I am not planning to start a "word of the day" article series, but I stumbled onto a word I did not know. If I do not find a way to use it, I will forget it and this one is too good to let go. There are a few complicated words that are used when you want to call someone a moron without them catching on. This is one of them.
Ultracrepidarian
If there is a word out there more apt for describing modern world where hiding behind your keyboard is the easiest thing in the world, it is this one. We were talking about the critique I made of one of the Youtube videos during the livestream yesterday, so it has been on my mind: https://darklordofoptics.locals.com/post/3528032/can-you-make-a-good-1-10x-scope
According to dictionary.com, here are the origin and the meaning.
Origin:
First recorded in 1800–20; from Latin ultrā crepidam (also suprā crepidam ) “above the sole, beyond the sole,” from adverb and preposition ultrā (see origin at ultra-) + Latin crepidam (accusative singular of crepida ) “sole of a shoe, shoe, sandal” (re-formed from Greek krēpîd-, stem of krēpís “man's high boot, half boot, shoe”) + -arian; in allusion to Pliny the Elder's adaptation of the retort that the Greek painter Apelles (360?–315? b.c.) made to a cobbler who was critiquing Apelles' work, nē suprā crepidam sūtor jūdicāre “let the cobbler not judge above the sandal”; cf. the English proverb “let the cobbler stick to his last”
Meaning:
noting or pertaining to a person who criticizes, judges, or gives advice outside their area of expertise.
We live in a world where ultracrepidarians generate enough noise to make discovery difficult.
There are few words like this I use on a regular basis. My favourite is probably supraclavicular.
A while back, my boss was a very capable engineer with one hell of a sense of humor (a very useful thing for engineers and scientists since we tend to take ourselves a little too seriously). I once noticed that in a meeting with some upper management types, the beancoutners were talking about something fundamentally stupid that we were asolutely not going to do. I explained, the best I could, why we should not be doing that. I was very adamant we shouldn't for two reasons: 1) it was profoundly ignorant and stupid, 2) it would take me two months to work through all the bullshit if they forced me into it. I am neither a nice man nor a tolerant one and my boss (Richard) noticed that I am getting a full lungs of year to explain to the upper management guys what exactly they can do with this idea. In retrospect, that would have been career limiting, but I was too young to care. Richard smoothly inserted himself into the conversation and explained to them that there is fundamental supraclavicular problem that makes ths idea non-viable.

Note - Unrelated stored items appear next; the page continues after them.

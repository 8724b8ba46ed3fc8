//! Interactive review viewer state and drawing.

use anyhow::Result;
use ratatui::{
    Frame,
    layout::{Constraint, Direction, Layout},
    style::{Color, Modifier, Style},
    text::{Line, Span},
    widgets::{Block, Borders, List, ListItem, ListState, Paragraph, Wrap},
};
use relative_path::RelativePathBuf;
use scorewise_engine::{
    CorrectionSet, DiffGranularity, DiffSegment, EssayReview, SegmentKind, io,
};
use std::path::PathBuf;

/// What the content pane shows for the selected review.
#[derive(Debug, Clone, Copy, PartialEq, Eq)]
pub enum ViewMode {
    Diff,
    Corrections,
    Original,
}

impl ViewMode {
    pub fn next(self) -> Self {
        match self {
            ViewMode::Diff => ViewMode::Corrections,
            ViewMode::Corrections => ViewMode::Original,
            ViewMode::Original => ViewMode::Diff,
        }
    }

    fn title(self) -> &'static str {
        match self {
            ViewMode::Diff => "Student view (diff)",
            ViewMode::Corrections => "Corrections",
            ViewMode::Original => "Original submission",
        }
    }
}

pub struct App {
    reviews_path: PathBuf,
    files: Vec<RelativePathBuf>,
    file_list_state: ListState,
    granularity: DiffGranularity,
    mode: ViewMode,
    selected_review: Option<EssayReview>,
    current_content: Vec<Line<'static>>,
}

impl App {
    pub fn new(reviews_path: PathBuf, granularity: DiffGranularity) -> Result<Self> {
        let files = io::scan_review_files(&reviews_path)?
            .iter()
            .filter_map(|path| path.strip_prefix(&reviews_path).ok())
            .filter_map(|path| RelativePathBuf::from_path(path).ok())
            .collect::<Vec<_>>();
        log::info!("found {} review files", files.len());

        let mut app = Self {
            reviews_path,
            files,
            file_list_state: ListState::default(),
            granularity,
            mode: ViewMode::Diff,
            selected_review: None,
            current_content: Vec::new(),
        };

        // Select first item if available
        if !app.files.is_empty() {
            app.file_list_state.select(Some(0));
            app.load_selected_review();
        }

        Ok(app)
    }

    pub fn next_file(&mut self) {
        if self.files.is_empty() {
            return;
        }
        let i = match self.file_list_state.selected() {
            Some(i) => (i + 1) % self.files.len(),
            None => 0,
        };
        self.file_list_state.select(Some(i));
        self.load_selected_review();
    }

    pub fn previous_file(&mut self) {
        if self.files.is_empty() {
            return;
        }
        let i = match self.file_list_state.selected() {
            Some(0) | None => self.files.len() - 1,
            Some(i) => i - 1,
        };
        self.file_list_state.select(Some(i));
        self.load_selected_review();
    }

    pub fn cycle_mode(&mut self) {
        self.mode = self.mode.next();
        self.refresh_content();
    }

    fn load_selected_review(&mut self) {
        let Some(file) = self
            .file_list_state
            .selected()
            .and_then(|index| self.files.get(index))
        else {
            return;
        };

        match io::read_review(file, &self.reviews_path) {
            Ok(review) => self.selected_review = Some(review),
            Err(e) => {
                log::warn!("could not load {file}: {e}");
                self.selected_review = None;
                self.current_content = vec![Line::from(format!("Error reading review: {e}"))];
                return;
            }
        }
        self.refresh_content();
    }

    fn refresh_content(&mut self) {
        let Some(review) = &self.selected_review else {
            return;
        };
        self.current_content = match self.mode {
            ViewMode::Diff => diff_lines(&review.diff_with(self.granularity)),
            ViewMode::Corrections => correction_lines(review.corrections()),
            ViewMode::Original => review
                .original_text()
                .lines()
                .map(|line| Line::from(line.to_string()))
                .collect(),
        };
    }
}

/// Split diff segments into terminal lines: additions green, removals red
/// and struck through.
pub fn diff_lines(segments: &[DiffSegment]) -> Vec<Line<'static>> {
    let mut lines = Vec::new();
    let mut current: Vec<Span<'static>> = Vec::new();

    for segment in segments {
        let style = match segment.kind {
            SegmentKind::Unchanged => Style::default(),
            SegmentKind::Added => Style::default().fg(Color::Green),
            SegmentKind::Removed => Style::default()
                .fg(Color::Red)
                .add_modifier(Modifier::CROSSED_OUT),
        };
        for (i, part) in segment.text.split('\n').enumerate() {
            if i > 0 {
                lines.push(Line::from(std::mem::take(&mut current)));
            }
            if !part.is_empty() {
                current.push(Span::styled(part.to_string(), style));
            }
        }
    }
    lines.push(Line::from(current));
    lines
}

pub fn correction_lines(corrections: &CorrectionSet) -> Vec<Line<'static>> {
    if corrections.is_empty() {
        return vec![Line::from("No corrections yet")];
    }

    let mut lines = Vec::new();
    for correction in corrections {
        lines.push(Line::from(vec![
            Span::raw(format!("{}  ", correction.span())),
            Span::styled(
                correction.original_text.clone(),
                Style::default().fg(Color::Red),
            ),
            Span::raw(" → "),
            Span::styled(
                correction.corrected_text.clone(),
                Style::default().fg(Color::Green),
            ),
        ]));
        if let Some(note) = &correction.teacher_note {
            lines.push(Line::from(Span::styled(
                format!("    {note}"),
                Style::default().add_modifier(Modifier::ITALIC),
            )));
        }
    }
    lines
}

pub fn ui(f: &mut Frame, app: &mut App) {
    let chunks = Layout::default()
        .direction(Direction::Horizontal)
        .margin(1)
        .constraints([Constraint::Percentage(30), Constraint::Percentage(70)].as_ref())
        .split(f.area());

    // Review list panel
    let file_items: Vec<ListItem> = app
        .files
        .iter()
        .map(|file| ListItem::new(Line::from(format!("📄 {file}"))))
        .collect();

    let files_list = List::new(file_items)
        .block(Block::default().borders(Borders::ALL).title("Reviews"))
        .highlight_style(Style::default().bg(Color::Yellow).fg(Color::Black));

    f.render_stateful_widget(files_list, chunks[0], &mut app.file_list_state);

    // Content panel
    let content_text = if app.current_content.is_empty() {
        vec![Line::from("Select a review to view it")]
    } else {
        app.current_content.clone()
    };

    let title = match &app.selected_review {
        Some(review) => format!("{} · {}", app.mode.title(), review.essay_id()),
        None => app.mode.title().to_string(),
    };
    let content = Paragraph::new(content_text)
        .block(Block::default().borders(Borders::ALL).title(title))
        .wrap(Wrap { trim: false });

    f.render_widget(content, chunks[1]);

    let help = Paragraph::new(Line::from(
        "q: Quit | ↑/k: Previous | ↓/j: Next | Tab: Diff / Corrections / Original",
    ))
    .block(Block::default());

    // Place help at bottom
    let bottom_chunk = Layout::default()
        .direction(Direction::Vertical)
        .constraints([Constraint::Min(0), Constraint::Length(3)].as_ref())
        .split(f.area());

    f.render_widget(help, bottom_chunk[1]);
}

Apparently, noone knew what "supraclavicular" meant and noone was going to fess up to that. The subject was dropped. As we were walking back to the lab, I sked Richard what he meant by that word, since I didn't figure it out either.
Richard originally planned to become a doctor, but dropped out of medical school after a couple of years since it clearly wasn't for him. He foudn his calling in the semiconductor world. He did pick up a few words there.
Supraclavicular means "above the clavicles". What is above the clavicles? Mostly your head. A supraclavicular problem is a problem of understanding and understanding only.
It is a somewhat subtle thing, as is "ultracrepidarian". It does not necessarily mean "full of shit". It can simply means that a layman's opinion is passed off as an expert opinion. More dangerously and very commonly in the last few years and opinion of an expert in an unrelated field is passed off as an expert opinion. A lot of our response to COVID was exactly that.